This article was originally published in the April 2017 Princeton Echo.
Katie Parla’s widely acclaimed “Tasting Rome: Fresh Flavors and Forgotten Recipes from an Ancient City,” a lively guide to the vibrant Rome dining scene (with recipes), took home top honors in the travel category at the 2017 conference of the prestigious International Association of Cooking Professionals (IACP) in March. The award went to Parla and the book’s photographer, Kristina Gill.
Parla’s mother is Jo Ann Cipollina, a real estate agent and board member and force behind the West Windsor Community Farmer’s Market. Her father is Mike Parla, longtime owner of Clydz restaurant in New Brunswick. In his foreword to the book, no one less than Mario Batali — himself a Jersey boy whose career started at Stuff Yer Face in New Brunswick while he was a student at Rutgers — calls Katie Parla “an expert on all things Rome — particularly food, wine, and beer.”
Chennai Chimney offers lunch challenge
A few months back I wrote in this space about My Tiffin Express, the Plainsboro-based service that delivers hot, fresh, Indian dinners six nights a week to seven area Indian groceries, where customers pick up orders they placed earlier in the day. Now there’s another option, this one in Princeton, that also aims to emulate India’s beloved tiffin lunch experience.
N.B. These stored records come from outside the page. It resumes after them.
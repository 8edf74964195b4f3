//! Clipboard helper for copy-section and copy-payload commands
//!
//! Uses `arboard` for cross-platform access. The clipboard handle is opened
//! per copy so nothing is held between commands.

use anyhow::{Context, Result};
use arboard::Clipboard;

/// Put `text` on the system clipboard
///
/// Fails without a display server (headless Linux) or when access is denied.
pub fn copy_to_clipboard(text: &str) -> Result<()> {
    let mut clipboard = Clipboard::new().context("Failed to access clipboard")?;
    clipboard
        .set_text(text)
        .context("Failed to set clipboard text")?;
    tracing::debug!(bytes = text.len(), "copied to clipboard");
    Ok(())
}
Chennai Chimney, the restaurant that recently opened in the space on Chambers Street that for many years was Masala Grill, offers a take-out only “Grab & Go” lunch on Tuesday, Wednesday, and Thursday. The restaurant has received a warm reception — currently a rating of 4.2 out of 5 stars by Yelp contributors.
For $6.95, Chennai Chimney’s Grab & Go customers create their own lunch box from a take-out-only buffet consisting of that day’s chef’s-choice vegetarian (sometimes vegan) and non-vegetarian curries, plus white basmati rice, naan, and yellow dal. As with My Tiffin Express, the carry-out vehicle is not a charming tin, but a practical, utilitarian microwavable container. www.chennaichimney.com.
Edible Jersey features Princeton-area pros
Both as feature story subjects and the writers who contributed them (myself included in the latter category), our immediate area constitutes a good portion of the new issue of Edible Jersey magazine.
Princeton’s Fran McManus (Whole Earth Center communications manager, writer, and workshop educator focused on exploring flavor) turns the spotlight on the unique work of Mikel Cirkus of West Windsor. Throughout his career as global director of conceptual design in the flavors division of Firmenich, the international flavor and fragrance powerhouse headquartered in Plainsboro, Cirkus has become an infallible tastemaker with a keen eye and artistic outlook who roams the world’s edgy neighborhoods to predict and influence the next big thing in everything from, as the magazine’s editor writes, “the color of our walls to the flavors on our plates.”
If the name “Cirkus” sounds familiar, it might be because Mikel is married to Chris Cirkus, manager of the West Windsor farmers market. The mural that he painted for the market’s shed is featured along with him on the issue’s cover.
My own contribution is about the personal and professional path of Pam Flory, the innovative and award-winning garden manager and gardening instructor at Princeton Day School. Included is a sidebar with this Hopewell resident’s top tips for establishing and maintaining the ideal home garden.
If you’re not familiar with the groundbreaking role that chef/restaurateur Dennis Foy — now of d’floret in Lambertville — played decades ago in transforming New Jersey from a fine-dining backwater to a pioneer in what is now termed the farm-to-table movement, the story by Philadelphia-area writer Jenn Hall will enlighten you.
A digital version of the magazine is available via ediblejersey.com.